3.11 Confidentiality. The Company shall hold in confidence and not make any disclosure of information concerning an Investor provided to the Company unless (i) disclosure of such information is necessary to comply with federal or state securities laws, (ii) the disclosure of such information is necessary to avoid or correct a misstatement or omission in any Registration Statement, (iii) the release of such information is ordered pursuant to a subpoena or other order from a court or governmental body of competent jurisdiction, (iv) such information has been made generally available to the public other than by disclosure in violation of this or any other agreement, or (v) such Investor consents to the form and content of any such disclosure. The Company agrees that it shall, upon learning that disclosure of such information concerning an Investor is sought in or by a court or governmental body of competent jurisdiction or through other means, give prompt notice to such Investor prior to making such disclosure, and allow the Investor, at its expense, to undertake appropriate action to prevent disclosure of, or to obtain a protective order for, such information.
3.12 Listing.

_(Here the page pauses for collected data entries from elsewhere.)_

impl Orchestrator {
    pub fn new(settings: Settings, network: Arc<dyn ComputeNetwork>, identity: Identity) -> Self {
        let ledger = Ledger::new(&settings.ledger_path);
        let poll = PollPolicy::new(settings.poll_attempts, settings.poll_delay_secs);
        Self {
            settings,
            ledger,
            network,
            identity,
            poll,
        }
    }

    /// Override the networking poll policy.
    pub fn with_poll_policy(mut self, poll: PollPolicy) -> Self {
        self.poll = poll;
        self
    }

    pub fn settings(&self) -> &Settings {
        &self.settings
    }

    pub fn ledger(&self) -> &Ledger {
        &self.ledger
    }

    pub fn identity(&self) -> &Identity {
        &self.identity
    }

    /// Address whose balance funds new VMs.
    fn payer(&self) -> &str {
        self.settings
            .payer_address
            .as_deref()
            .unwrap_or(self.identity.address())
    }

    /// Estimate, gate, create and record a VM.
    pub async fn provision(
        &self,
        session: &Session,
        request: ProvisionRequest,
    ) -> Result<Advised<ProvisionReport>> {
        let tier = ComputeTier::new(request.compute_units)?;
        let os_image = match request.os_image.as_deref() {
            Some(image) => image.parse::<OsImage>()?,
            None => self.settings.default_os_image,
        };
        let ttl_hours = request.ttl_hours.unwrap_or(self.settings.default_ttl_hours);
        if !ttl_hours.is_finite() {
            return Err(WardenError::Validation(
                "TTL must be a finite number of hours.".into(),
            ));
        }

        let price = session.unit_price(self.network.as_ref()).await?;
        let estimate = cost::estimate(tier.units(), ttl_hours, price);
        let balance = self.network.get_balance(self.payer()).await?;

        let records = self.ledger.load().await?;
        let now = Utc::now();
        let expired_count = records.iter().filter(|r| r.is_expired(now)).count();

        let verdict = safety::evaluate(&PreCreateInputs {
            ttl_hours,
            max_ttl_hours: self.settings.max_ttl_hours,
            balance,
            estimated_cost: estimate.total_cost,
            guard_percent: self.settings.balance_guard_percent,
            active_count: records.len(),
            max_concurrent: self.settings.max_concurrent_vms,
            session_spent: session.committed_spend(),
            max_session_spend: self.settings.max_session_spend,
            cost_threshold: self.settings.cost_threshold,
            confirmed: request.confirmed,
        });
        match verdict {
            Verdict::Pass => {}
            Verdict::NeedsConfirmation { reason } => {
                info!(total_cost = estimate.total_cost, "provision needs confirmation");
                return Ok(Advised::new(ProvisionReport::needs_confirmation(
                    &estimate, reason,
                )));
            }
            Verdict::Blocked { gate, reason } => return Err(blocked(gate, reason)),
        }

        let ttl_expires_at = add_hours(now, ttl_hours)?;
        if request.dry_run {
            return Ok(Advised::new(ProvisionReport::dry_run(
                &estimate,
                ttl_expires_at,
            )));
        }

        let node = self
            .network
            .find_node(&request.node_hash)
            .await?
            .ok_or_else(|| WardenError::NodeNotFound(request.node_hash.clone()))?;
        let ssh_public_key = read_ssh_key(&self.settings.ssh_pubkey_path).await?;

        let created = self
            .network
            .create_instance(
                &self.identity,
                &CreateInstanceRequest {
                    node_hash: node.hash.clone(),
                    node_url: node.url.clone(),
                    ssh_public_key,
                    compute_units: tier.units(),
                    vcpus: tier.vcpus(),
                    memory_mib: tier.memory_mib(),
                    disk_mib: tier.disk_mib(),
                    os_image,
                    name: request.name.clone(),
                    payer_address: self.settings.payer_address.clone(),
                    terms_and_conditions: node.terms_and_conditions.clone(),
                },
            )
            .await?;
        // Credits are committed on the network from here on.
        session.commit_spend(estimate.total_cost);

        let mut record = VmRecord {
            item_hash: created.item_hash.clone(),
            name: request.name,
            node_hash: node.hash,
            node_url: node.url,
            compute_units: tier.units(),
            created_at: Utc::now(),
            ttl_expires_at: Some(ttl_expires_at),
            hourly_cost: estimate.hourly_cost,
            signing_address: Some(self.identity.address().to_owned()),
            purpose: request.purpose,
            ssh_user: "root".into(),
            ipv4_host: None,
            ssh_port: None,
            ipv6: None,
        };
        record.apply_networking(&created.networking);
        self.ledger.add(record.clone()).await?;
        info!(
            item_hash = %record.item_hash,
            compute_units = record.compute_units,
            total_cost = estimate.total_cost,
            "vm provisioned"
        );

        let mut warnings = Vec::new();
        if created.networking.is_empty() {
            match poll_networking(
                self.network.as_ref(),
                self.identity.address(),
                &record.item_hash,
                self.poll,
            )
            .await
            {
                Some(info) => {
                    record.apply_networking(&info);
                    if let Err(e) = self
                        .ledger
                        .update(&record.item_hash, RecordUpdate::Networking(info))
                        .await
                    {
                        warn!(item_hash = %record.item_hash, error = %e, "failed to record networking");
                        warnings.push(format!("Could not save networking details: {e}"));
                    }
                }
                None => warnings.push(format!(
                    "Networking details for VM {} were not available after {} attempts.",
                    record.item_hash, self.poll.attempts
                )),
            }
        }
        if expired_count > 0 {
            warnings.push(format!(
                "Note: {expired_count} VM(s) have expired TTLs. Consider destroying them."
            ));
        }

        Ok(Advised::with_warnings(
            ProvisionReport::created(&record, &estimate),
            warnings,
        ))
    }

    /// Destroy a VM on the network, then forget it locally.
    pub async fn destroy(&self, item_hash: &str) -> Result<DestroyReport> {
        let record = self
            .ledger
            .find(item_hash)
            .await?
            .ok_or_else(|| WardenError::NotFound(item_hash.to_owned()))?;

        if let Some(recorded) = record.signing_address.as_deref()
            && !self.identity.matches(recorded)
        {
            return Err(WardenError::KeyMismatch {
                recorded: recorded.to_owned(),
                current: self.identity.address().to_owned(),
            });
        }

        self.network
            .destroy_instance(&self.identity, item_hash, &record.node_url)
            .await?;
        self.ledger.remove(item_hash).await?;

        let runtime = record.uptime_minutes(Utc::now());
        let incurred = cost::cost_since_creation(&record, runtime);
        info!(item_hash, runtime_minutes = runtime, "vm destroyed");

        Ok(DestroyReport {
            status: "destroyed".into(),
            runtime_minutes: round_to(runtime, 1),
            estimated_cost_incurred: round_to(incurred, 2),
        })
    }

    /// Push a VM's tracked expiry out by `additional_hours`.
    pub async fn extend(
        &self,
        session: &Session,
        item_hash: &str,
        additional_hours: f64,
    ) -> Result<ExtendReport> {
        if !additional_hours.is_finite() || additional_hours <= 0.0 {
            return Err(WardenError::Validation(
                "additional_hours must be positive.".into(),
            ));
        }
        let record = self
            .ledger
            .find(item_hash)
            .await?
            .ok_or_else(|| WardenError::NotFound(item_hash.to_owned()))?;

        let additional_cost = record.hourly_cost * additional_hours;
        let balance = self.network.get_balance(self.payer()).await?;

        let current_expiry = record.ttl_expires_at.unwrap_or_else(Utc::now);
        let new_expiry = add_hours(current_expiry, additional_hours)?;
        let cumulative = elapsed_hours(record.created_at, new_expiry);

        let verdict = safety::evaluate_extension(
            balance,
            additional_cost,
            self.settings.balance_guard_percent,
            session.committed_spend(),
            self.settings.max_session_spend,
            cumulative,
            self.settings.max_ttl_hours,
        );
        match verdict {
            Verdict::Pass => {}
            Verdict::Blocked { gate, reason } => return Err(blocked(gate, reason)),
            Verdict::NeedsConfirmation { reason } => {
                return Err(WardenError::SafetyBlocked(reason));
            }
        }

        self.ledger
            .update(item_hash, RecordUpdate::TtlExpiry(Some(new_expiry)))
            .await?
            .ok_or_else(|| WardenError::NotFound(item_hash.to_owned()))?;
        session.commit_spend(additional_cost);
        info!(item_hash, additional_hours, %new_expiry, "vm ttl extended");

        Ok(ExtendReport {
            new_ttl_expires_at: new_expiry,
            additional_cost_estimate: round_to(additional_cost, 2),
        })
    }

    /// Balance, burn rate, runway and the active fleet.
    ///
    /// Reconciliation runs on the first call of the session only.
    pub async fn check_balance(&self, session: &Session) -> Result<Advised<BalanceReport>> {
        let balance = self.network.get_balance(self.payer()).await?;
        let price = session.unit_price(self.network.as_ref()).await?;
        let records = self.ledger.load().await?;
        let now = Utc::now();

        let burn = cost::burn_rate(&records, price);
        let runway = cost::runway_hours(balance, burn);

        let mut warnings = Vec::new();
        if session.claim_orphan_check() {
            match self
                .network
                .list_identifier_set(self.identity.address())
                .await
            {
                Ok(remote) => warnings.extend(reconcile(&records, &remote).warnings()),
                Err(e) => {
                    warn!(error = %e, "orphan detection failed");
                    warnings.push(format!("Orphan detection failed: {e}"));
                }
            }
        }

        let expired: Vec<&VmRecord> = records.iter().filter(|r| r.is_expired(now)).collect();
        warnings.extend(expired_warning(&expired));

        let active_vms = records
            .iter()
            .map(|r| {
                let status = if r.is_expired(now) {
                    VmStatus::Expired
                } else {
                    VmStatus::Running
                };
                VmSummary::from_record(r, status, now)
            })
            .collect();

        Ok(Advised::with_warnings(
            BalanceReport {
                balance_credits: balance,
                burn_rate_per_hour: round_to(burn, 3),
                runway_hours: runway.map(|h| round_to(h, 1)),
                active_vm_count: records.len(),
                active_vms,
            },
            warnings,
        ))
    }

    /// Every ledger VM plus orphans, reconciled against the network.
    pub async fn list_vms(&self) -> Result<Advised<VmListing>> {
        let records = self.ledger.load().await?;
        let now = Utc::now();

        let mut warnings = Vec::new();
        let reconciliation = match self
            .network
            .list_identifier_set(self.identity.address())
            .await
        {
            Ok(remote) => reconcile(&records, &remote),
            Err(e) => {
                warn!(error = %e, "reconciliation skipped");
                warnings.push(format!(
                    "Could not reconcile with the network: {e}. Listing local records only."
                ));
                Default::default()
            }
        };

        let mut vms: Vec<VmSummary> = records
            .iter()
            .map(|r| {
                let status = if r.is_expired(now) {
                    VmStatus::Expired
                } else if reconciliation
                    .stale
                    .iter()
                    .any(|s| s.item_hash == r.item_hash)
                {
                    VmStatus::Stale
                } else {
                    VmStatus::Running
                };
                VmSummary::from_record(r, status, now)
            })
            .collect();
        vms.extend(reconciliation.orphans.iter().map(VmSummary::orphan));

        Ok(Advised::with_warnings(VmListing { vms }, warnings))
    }

    /// Active nodes that can host `min_compute_units`, optionally GPU only.
    pub async fn list_nodes(&self, min_compute_units: u32, gpu: bool) -> Result<Vec<NodeInfo>> {
        let tier = ComputeTier::new(min_compute_units)?;
        let mut nodes = self
            .network
            .list_available_nodes(tier.units(), gpu)
            .await?;
        if gpu {
            nodes.retain(|n| n.has_gpu);
        }
        Ok(nodes)
    }
}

The Company shall use its commercially reasonable efforts to promptly either (i) secure the designation and quotation, of all the Registrable Securities covered by the Registration Statement on Nasdaq, and, without limiting the generality of the foregoing, to arrange for or maintain at least two market makers to register with the National Association of Securities Dealers, Inc. as such with respect to such Registrable Securities; or (ii) cause all the Registrable Securities covered by the Registration Statement to be listed on the New York Stock Exchange, American Stock Exchange or another national securities exchange and on each additional national securities exchange on which securities of the same class or series issued by the Company are then listed, if any, if the listing of such Registrable Securities is then permitted under the rules of such exchange
3.13 Transfer Agent and Registrar. The Company shall provide a transfer agent and registrar, which may be a single entity, for the Registrable Securities not later than the effective date of the Registration Statement.

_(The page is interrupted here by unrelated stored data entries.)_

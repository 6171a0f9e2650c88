//! `vmward` -- agent-facing VM control over MCP.
//!
//! Provides the following subcommands:
//!
//! - `vmward serve` -- Serve the VM tools over stdio (JSON-RPC, one message per line).
//! - `vmward status` -- Show balance, runway and tracked VMs.
//! - `vmward config` -- Inspect the resolved settings.

use clap::{Parser, Subcommand};

mod commands;

/// vmward VM lifecycle tools for agents.
#[derive(Parser)]
#[command(
    name = "vmward",
    about = "VM lifecycle tools for agents on a decentralized compute network",
    version
)]
struct Cli {
    /// Enable verbose (debug-level) logging.
    #[arg(short, long, global = true)]
    verbose: bool,

    #[command(subcommand)]
    command: Commands,
}

/// Top-level subcommands.
#[derive(Subcommand)]
enum Commands {
    /// Serve the VM tools to an agent over stdin/stdout.
    Serve(commands::serve::ServeArgs),

    /// Show balance, runway and tracked VMs.
    Status(commands::status::StatusArgs),

    /// Inspect the resolved settings.
    Config {
        #[command(subcommand)]
        action: ConfigCmd,
    },
}

/// Subcommands for `vmward config`.
#[derive(Subcommand)]
enum ConfigCmd {
    /// Show the full resolved settings as JSON.
    Show,

    /// Show a single setting by field name.
    Get {
        /// Field name (e.g., "ledger_path", "cost_threshold").
        name: String,
    },

    /// List the environment variables read at startup.
    Vars,
}

#[tokio::main]
async fn main() -> anyhow::Result<()> {
    let cli = Cli::parse();

    // stdout carries protocol traffic in `serve`, so logs go to stderr.
    let default_filter = if cli.verbose { "debug" } else { "info" };
    tracing_subscriber::fmt()
        .with_env_filter(
            tracing_subscriber::EnvFilter::try_from_default_env()
                .unwrap_or_else(|_| default_filter.into()),
        )
        .with_writer(std::io::stderr)
        .init();

    match cli.command {
        Commands::Serve(args) => commands::serve::run(args).await?,
        Commands::Status(args) => commands::status::run(args).await?,
        Commands::Config { action } => match action {
            ConfigCmd::Show => {
                let settings = commands::load_settings()?;
                commands::config_cmd::config_show(&settings);
            }
            ConfigCmd::Get { name } => {
                let settings = commands::load_settings()?;
                if !commands::config_cmd::config_get(&settings, &name) {
                    std::process::exit(1);
                }
            }
            ConfigCmd::Vars => commands::config_cmd::config_vars(),
        },
    }

    Ok(())
}
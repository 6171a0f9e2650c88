//! Model Context Protocol surface.
//!
//! [`server::McpServerShell`] speaks newline-delimited JSON-RPC and routes
//! `tools/call` requests to a single [`provider::ToolProvider`], passing
//! them through a [`middleware::Middleware`] chain on the way.

pub mod middleware;
pub mod provider;
pub mod server;

use serde::{Deserialize, Serialize};

pub use middleware::{AuditLog, Middleware, ToolCallRequest};
pub use provider::{CallToolResult, ContentBlock, ToolError, ToolProvider};
pub use server::McpServerShell;

/// Definition of an MCP tool.
#[derive(Debug, Clone, PartialEq, Serialize, Deserialize)]
pub struct ToolDefinition {
    /// Tool name.
    pub name: String,
    /// Human-readable description.
    pub description: String,
    /// JSON Schema for the tool's input parameters.
    #[serde(rename = "inputSchema", alias = "input_schema")]
    pub input_schema: serde_json::Value,
}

3.14 Delivery of Certificates. The Company shall cooperate with the Investors who hold Registrable Securities being offered and the managing underwriter or underwriters, if any, to facilitate the timely preparation and delivery of certificates (not bearing any restrictive legends) representing Registrable Securities to be offered pursuant to the Registration Statement and enable such certificates to be in such denominations or amounts, as the case may be, as the managing underwriter or underwriters, if any, or the Investors may reasonably request and registered in such names as the managing underwriter or underwriters, if any, or the Investors may request, and, within three (3) business days after a Registration Statement which includes Registrable Securities is ordered effective by the SEC, the Company shall deliver, and shall cause legal counsel selected by the Company to deliver, to the transfer agent for the Registrable Securities (with copies to the Investors whose Registrable Securities are included in such Registration Statement) an opinion of such counsel in the form attached hereto as Exhibit 2.

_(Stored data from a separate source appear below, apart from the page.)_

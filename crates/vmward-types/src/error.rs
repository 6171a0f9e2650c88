//! Error types for vmward.
//!
//! [`WardenError`] is what every orchestrator operation returns. Its
//! `Display` output is the reason string handed back to the agent, so the
//! agent-facing variants render without a prefix.
//!
//! Safety-gate failures that only ask for confirmation are not errors at
//! all; they come back as a regular report with `requires_confirmation`
//! set.

use std::path::PathBuf;

use thiserror::Error;

/// Top-level error for lifecycle operations.
#[derive(Error, Debug)]
#[non_exhaustive]
pub enum WardenError {
    /// Bad input shape (unknown OS image, invalid tier, non-positive hours).
    #[error("{0}")]
    Validation(String),

    /// A hard safety gate refused the operation.
    #[error("{0}")]
    SafetyBlocked(String),

    /// The VM is not present in the local ledger.
    #[error("VM {0} not found in local inventory.")]
    NotFound(String),

    /// The requested node is unknown to the network or inactive.
    #[error("Node {0} not found or inactive.")]
    NodeNotFound(String),

    /// The loaded identity is not the one that created the VM.
    #[error(
        "Key mismatch: this VM was created by {recorded}, but the current key signs as {current}. Load the original key to destroy this VM."
    )]
    KeyMismatch {
        /// Address stored on the record.
        recorded: String,
        /// Address of the identity currently loaded.
        current: String,
    },

    /// The primary remote call failed.
    #[error("network error: {0}")]
    Network(#[from] NetworkError),

    /// The local ledger could not be read or written.
    #[error(transparent)]
    Ledger(#[from] LedgerError),

    /// Settings, identity or key material could not be loaded.
    #[error(transparent)]
    Config(#[from] ConfigError),
}

/// Failures talking to the compute network.
#[derive(Error, Debug)]
#[non_exhaustive]
pub enum NetworkError {
    /// The request never produced a response (connect, timeout, TLS).
    #[error("request failed: {0}")]
    Request(String),

    /// The remote side answered with a non-success status.
    #[error("gateway returned {status}: {body}")]
    Status {
        /// HTTP status code.
        status: u16,
        /// Response body, as text.
        body: String,
    },

    /// The response body did not have the expected shape.
    #[error("invalid response: {0}")]
    Decode(String),

    /// The network rejected the operation.
    #[error("{0}")]
    Rejected(String),
}

/// Ledger persistence failures.
#[derive(Error, Debug)]
#[non_exhaustive]
pub enum LedgerError {
    /// Reading, writing or locking the ledger file failed.
    #[error("ledger io error at {}: {source}", path.display())]
    Io {
        path: PathBuf,
        #[source]
        source: std::io::Error,
    },

    /// The file exists but does not parse as a record list.
    #[error("ledger at {} is corrupt: {source}", path.display())]
    Corrupt {
        path: PathBuf,
        #[source]
        source: serde_json::Error,
    },

    /// The records could not be serialized.
    #[error("ledger serialization failed: {0}")]
    Serialize(#[source] serde_json::Error),

    /// The blocking storage task panicked or was cancelled.
    #[error("ledger task failed: {0}")]
    Task(String),
}

/// Configuration and key-material failures.
#[derive(Error, Debug)]
#[non_exhaustive]
pub enum ConfigError {
    /// An environment variable held a value that does not parse.
    #[error("invalid value for {var}: '{value}' ({reason})")]
    Invalid {
        var: String,
        value: String,
        reason: String,
    },

    /// The home directory could not be determined for `~` expansion.
    #[error("cannot resolve home directory")]
    NoHomeDir,

    /// A file the configuration points at could not be read.
    #[error("cannot read {}: {source}", path.display())]
    Unreadable {
        path: PathBuf,
        #[source]
        source: std::io::Error,
    },

    /// The identity file does not contain a usable address.
    #[error("no signer address in identity file {}", path.display())]
    EmptyIdentity { path: PathBuf },
}

/// Convenience alias for lifecycle results.
pub type Result<T> = std::result::Result<T, WardenError>;

#[cfg(test)]
mod tests {
    use super::*;

    #[test]
    fn agent_facing_messages_have_no_prefix() {
        let err = WardenError::Validation("TTL must be positive.".into());
        assert_eq!(err.to_string(), "TTL must be positive.");

        let err = WardenError::NotFound("abc".into());
        assert_eq!(err.to_string(), "VM abc not found in local inventory.");

        let err = WardenError::NodeNotFound("n1".into());
        assert_eq!(err.to_string(), "Node n1 not found or inactive.");

        let err = WardenError::KeyMismatch {
            recorded: "0xAAA".into(),
            current: "0xBBB".into(),
        };
        assert_eq!(
            err.to_string(),
            "Key mismatch: this VM was created by 0xAAA, but the current key signs as 0xBBB. \
             Load the original key to destroy this VM."
        );
    }

    #[test]
    fn network_error_display() {
        let err = NetworkError::Status {
            status: 503,
            body: "down".into(),
        };
        assert_eq!(err.to_string(), "gateway returned 503: down");

        let err: WardenError = NetworkError::Request("connection refused".into()).into();
        assert_eq!(err.to_string(), "network error: request failed: connection refused");
    }

    #[test]
    fn ledger_corrupt_display() {
        let source = serde_json::from_str::<serde_json::Value>("{{bad}}").unwrap_err();
        let err = LedgerError::Corrupt {
            path: PathBuf::from("/tmp/inventory.json"),
            source,
        };
        assert!(err.to_string().starts_with("ledger at /tmp/inventory.json is corrupt:"));

        let err: WardenError = err.into();
        assert!(matches!(err, WardenError::Ledger(LedgerError::Corrupt { .. })));
    }

    #[test]
    fn config_error_display() {
        let err = ConfigError::Invalid {
            var: "VMWARD_MAX_TTL_HOURS".into(),
            value: "lots".into(),
            reason: "invalid float literal".into(),
        };
        assert_eq!(
            err.to_string(),
            "invalid value for VMWARD_MAX_TTL_HOURS: 'lots' (invalid float literal)"
        );
        assert_eq!(ConfigError::NoHomeDir.to_string(), "cannot resolve home directory");
    }
}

3.15 Plan of Distribution. Following effectiveness of the 2002 Registration Statement or the Initial Registration Statement, at the request of Investors who Beneficially Own a majority-in-interest of the Registrable Securities, the Company shall prepare and file with the SEC such amendments (including post-effective amendments) or supplements to a Registration Statement and the prospectus used in connection with the Registration Statement as may be necessary in order to change the plan of distribution set forth in such Registration Statement; provided, however, that in the event that the Company files an amendment at the request of the Investors pursuant to this paragraph and the SEC reviews such amendment, then the Company shall not be responsible for any compensation under Section 2.3 from any resulting Registration Suspension arising solely from said review so long as the Company uses its best efforts to have the Registration Statement declared effective as soon as practicable following such Registration Suspension.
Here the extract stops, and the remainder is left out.